PowerPoint to the rescue.  This Microsoft program is very powerful now days and best of all, it’s dead easy to use.  You won’t have to go through three years to study graphic design to figure out how to use the Adobe Suite either.  That’s still our cross to bear!

How does it work?

Based on the requirements of the design asset, we’ll determine whether the solution will work in PowerPoint or not at the start.  Not everything can be recreated in PowerPoint and have the same functionality, so that’s part of the briefing discussion to see if you can live without some of the frills for the benefit of having an editable document.

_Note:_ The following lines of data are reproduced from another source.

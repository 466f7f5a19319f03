use std::sync::Arc;

use anyhow::{Context, Result};
use clap::Parser;
use spandsl_server::{create_router, AppState};

/// HTTP server compiling Span queries to SQL
#[derive(Parser, Debug)]
#[command(name = "spandsl-server")]
#[command(about = "HTTP server compiling Span queries to SQL", long_about = None)]
struct Args {
    /// Path to TOML configuration file
    #[arg(short, long)]
    config: Option<String>,
}

#[tokio::main]
async fn main() -> Result<()> {
    tracing_subscriber::fmt()
        .with_env_filter(
            tracing_subscriber::EnvFilter::try_from_default_env()
                .unwrap_or_else(|_| tracing_subscriber::EnvFilter::new("info")),
        )
        .with_target(true)
        .with_line_number(true)
        .init();

    let args = Args::parse();

    let config = config::Config::load(args.config.as_deref())?;
    config.validate().context("Invalid configuration")?;

    let state = AppState::new(config.compiler.sql_options())
        .context("Failed to create server state")?;
    let router = create_router(Arc::new(state), config.server.static_dir.as_deref());

    let address = config.server.bind_address();
    let listener = tokio::net::TcpListener::bind(&address)
        .await
        .with_context(|| format!("Failed to bind {}", address))?;

    tracing::info!(
        address = %address,
        data_path = %config.compiler.data_path,
        default_year = ?config.compiler.default_year,
        static_dir = ?config.server.static_dir,
        "Span server started"
    );

    axum::serve(listener, router.into_make_service())
        .with_graceful_shutdown(shutdown_signal())
        .await
        .context("HTTP server error")?;

    tracing::info!("Span server shutting down");
    Ok(())
}

async fn shutdown_signal() {
    if let Err(e) = tokio::signal::ctrl_c().await {
        tracing::error!(error = %e, "Failed to listen for shutdown signal");
        std::future::pending::<()>().await;
    }
    tracing::info!("Shutdown signal received");
}
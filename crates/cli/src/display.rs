use comfy_table::{presets::UTF8_FULL, Cell, ContentArrangement, Table};
use spandsl::Token;

/// Format a token stream as a table with terminal width awareness
pub fn format_tokens(tokens: &[Token]) -> String {
    if tokens.is_empty() {
        return String::new();
    }

    let mut table = Table::new();
    table.load_preset(UTF8_FULL);
    table.set_content_arrangement(ContentArrangement::DynamicFullWidth);
    table.set_header(vec![
        Cell::new("kind"),
        Cell::new("text"),
        Cell::new("offset"),
        Cell::new("line"),
        Cell::new("column"),
    ]);

    for token in tokens {
        table.add_row(vec![
            Cell::new(format!("{:?}", token.kind)),
            Cell::new(&token.text),
            Cell::new(token.offset),
            Cell::new(token.line),
            Cell::new(token.column),
        ]);
    }

    table.to_string()
}
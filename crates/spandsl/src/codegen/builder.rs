/// Small SQL text builder
///
/// Statements are assembled from ordered clause fragments so that optional
/// pieces (filters, year columns, the national-total union) compose without
/// string surgery.
use crate::error::CodeGenError;
use std::fmt::{self, Write};

/// One `SELECT` statement
#[derive(Debug, Clone, Default)]
pub struct Select {
    columns: Vec<String>,
    from: String,
    joins: Vec<String>,
    filters: Vec<String>,
    group_by: Vec<String>,
    order_by: Vec<String>,
    limit: Option<u64>,
}

impl Select {
    pub fn new(from: impl Into<String>) -> Self {
        Self {
            from: from.into(),
            ..Default::default()
        }
    }

    pub fn column(mut self, column: impl Into<String>) -> Self {
        self.columns.push(column.into());
        self
    }

    pub fn columns<I, S>(mut self, columns: I) -> Self
    where
        I: IntoIterator<Item = S>,
        S: Into<String>,
    {
        self.columns.extend(columns.into_iter().map(Into::into));
        self
    }

    /// Full join clause, e.g. `LEFT JOIN coverage c ON ...`
    pub fn join(mut self, join: impl Into<String>) -> Self {
        self.joins.push(join.into());
        self
    }

    /// Predicates are AND-ed together
    pub fn filter(mut self, predicate: impl Into<String>) -> Self {
        self.filters.push(predicate.into());
        self
    }

    pub fn filters<I, S>(mut self, predicates: I) -> Self
    where
        I: IntoIterator<Item = S>,
        S: Into<String>,
    {
        self.filters.extend(predicates.into_iter().map(Into::into));
        self
    }

    pub fn group_by(mut self, expr: impl Into<String>) -> Self {
        self.group_by.push(expr.into());
        self
    }

    pub fn order_by(mut self, key: impl Into<String>) -> Self {
        self.order_by.push(key.into());
        self
    }

    pub fn order_by_all<I, S>(mut self, keys: I) -> Self
    where
        I: IntoIterator<Item = S>,
        S: Into<String>,
    {
        self.order_by.extend(keys.into_iter().map(Into::into));
        self
    }

    pub fn limit(mut self, limit: Option<u64>) -> Self {
        self.limit = limit;
        self
    }
}

impl fmt::Display for Select {
    fn fmt(&self, f: &mut fmt::Formatter<'_>) -> fmt::Result {
        if self.columns.is_empty() {
            write!(f, "SELECT *")?;
        } else {
            write!(f, "SELECT {}", self.columns.join(", "))?;
        }
        write!(f, "\nFROM {}", self.from)?;
        for join in &self.joins {
            write!(f, "\n{}", join)?;
        }
        if !self.filters.is_empty() {
            write!(f, "\nWHERE {}", self.filters.join(" AND "))?;
        }
        if !self.group_by.is_empty() {
            write!(f, "\nGROUP BY {}", self.group_by.join(", "))?;
        }
        if !self.order_by.is_empty() {
            write!(f, "\nORDER BY {}", self.order_by.join(", "))?;
        }
        if let Some(limit) = self.limit {
            write!(f, "\nLIMIT {}", limit)?;
        }
        Ok(())
    }
}

/// Join statements with `UNION ALL`
pub fn union_all<I, S>(parts: I) -> String
where
    I: IntoIterator<Item = S>,
    S: fmt::Display,
{
    parts
        .into_iter()
        .map(|part| part.to_string())
        .collect::<Vec<_>>()
        .join("\nUNION ALL\n")
}

/// A statement with leading common table expressions
#[derive(Debug, Clone, Default)]
pub struct WithQuery {
    ctes: Vec<(String, String)>,
}

impl WithQuery {
    pub fn new() -> Self {
        Self::default()
    }

    /// Append a CTE; later CTEs may refer to earlier ones
    pub fn cte(&mut self, name: &str, body: impl fmt::Display) -> &mut Self {
        self.ctes.push((name.to_string(), body.to_string()));
        self
    }

    /// Render the CTEs followed by the final statement
    pub fn finish(&self, main: impl fmt::Display) -> Result<String, CodeGenError> {
        let mut sql = String::new();

        for (i, (name, body)) in self.ctes.iter().enumerate() {
            if i == 0 {
                write!(&mut sql, "WITH ")?;
            }
            writeln!(&mut sql, "{} AS (", name)?;
            for line in body.lines() {
                writeln!(&mut sql, "  {}", line)?;
            }
            if i + 1 < self.ctes.len() {
                writeln!(&mut sql, "),")?;
            } else {
                writeln!(&mut sql, ")")?;
            }
        }

        write!(&mut sql, "{}", main)?;
        Ok(sql)
    }
}

#[cfg(test)]
mod tests {
    use super::*;

    #[test]
    fn test_select_rendering() {
        let select = Select::new("adr")
            .column("fylke AS gruppe")
            .column("SUM(hus) AS total")
            .filter("aar = 2024")
            .filter("ertett = true")
            .group_by("fylke")
            .order_by("gruppe ASC")
            .limit(Some(3));

        assert_eq!(
            select.to_string(),
            "SELECT fylke AS gruppe, SUM(hus) AS total\nFROM adr\nWHERE aar = 2024 AND ertett = true\nGROUP BY fylke\nORDER BY gruppe ASC\nLIMIT 3"
        );
    }

    #[test]
    fn test_select_without_optional_clauses() {
        assert_eq!(Select::new("result").to_string(), "SELECT *\nFROM result");
    }

    #[test]
    fn test_union_all() {
        assert_eq!(union_all(["SELECT 1", "SELECT 2"]), "SELECT 1\nUNION ALL\nSELECT 2");
        assert_eq!(union_all(["SELECT 1"]), "SELECT 1");
    }

    #[test]
    fn test_with_query() {
        let mut with = WithQuery::new();
        with.cte("a", "SELECT 1\nFROM x").cte("b", Select::new("a"));
        let sql = with.finish("SELECT * FROM b").unwrap();

        assert_eq!(
            sql,
            "WITH a AS (\n  SELECT 1\n  FROM x\n),\nb AS (\n  SELECT *\n  FROM a\n)\nSELECT * FROM b"
        );
    }

    #[test]
    fn test_with_query_without_ctes() {
        let sql = WithQuery::new().finish("SELECT 1").unwrap();
        assert_eq!(sql, "SELECT 1");
    }
}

Assuming we decide the end-product will be an editable PowerPoint document, we follow the same design process as usual creating your artwork in the Adobe Creative Suite.  This is the software where we generate the graphics – all the stuff PowerPoint can’t do from scratch.  Once you’ve reviewed and approved the PDF artwork, we recreate it in PowerPoint so that all the elements are editable.  And voila! You now have a document you can update in the future.

PowerPoint documents can save to a PDF at a good enough standard for online use but can’t it be used for professional printing.  Why?  Because you can’t add a bleed in PowerPoint or the printers’ marks and bleeds required for the trim. The PDF resolution is also not high enough for print.

PowerPoint can also include animation, sound and links either to other web pages or as a navigation to click from one slide to the next or another part of the same document.

What’s the catch?

There is an extra cost for the step to convert your artwork into PowerPoint but it’s an investment if you think long term knowing you can make the changes to text, links and most elements yourself.  If you want to redesign the document you’re probably out of luck but for assets that don’t need to change layout or imagery often, it’s the perfect solution.

Things that don’t work in PowerPoint:

  • Digital newsletters: these we provide as Outlook templates – our very own custom solution where images are embedded into the body of the message and don’t need to be downloaded. Or as EMS templates depending on the system you prefer to work with.
  • Anything for professional printing as mentioned.
  • Anything larger than A3 would also need to remain as a professionally created PDF.

Examples of the types of things we can convert:

  • PowerPoint Animation

Very similar to a proper animation done in After Effects.  Artwork is done in Adobe, taken into PowerPoint and then the animation is built in PowerPoint including insert sound per slide (which we slice in another professional program), movement and transitions.

  • Interactive PowerPoint exported into PDF if the navigation is simple.
  • Poster Template up to A3 size – nifty for communications being rolled out across countries where they need to either localise the message or translate it.
  • Info-graphics

What you’ll need?  A good working knowledge of PowerPoint.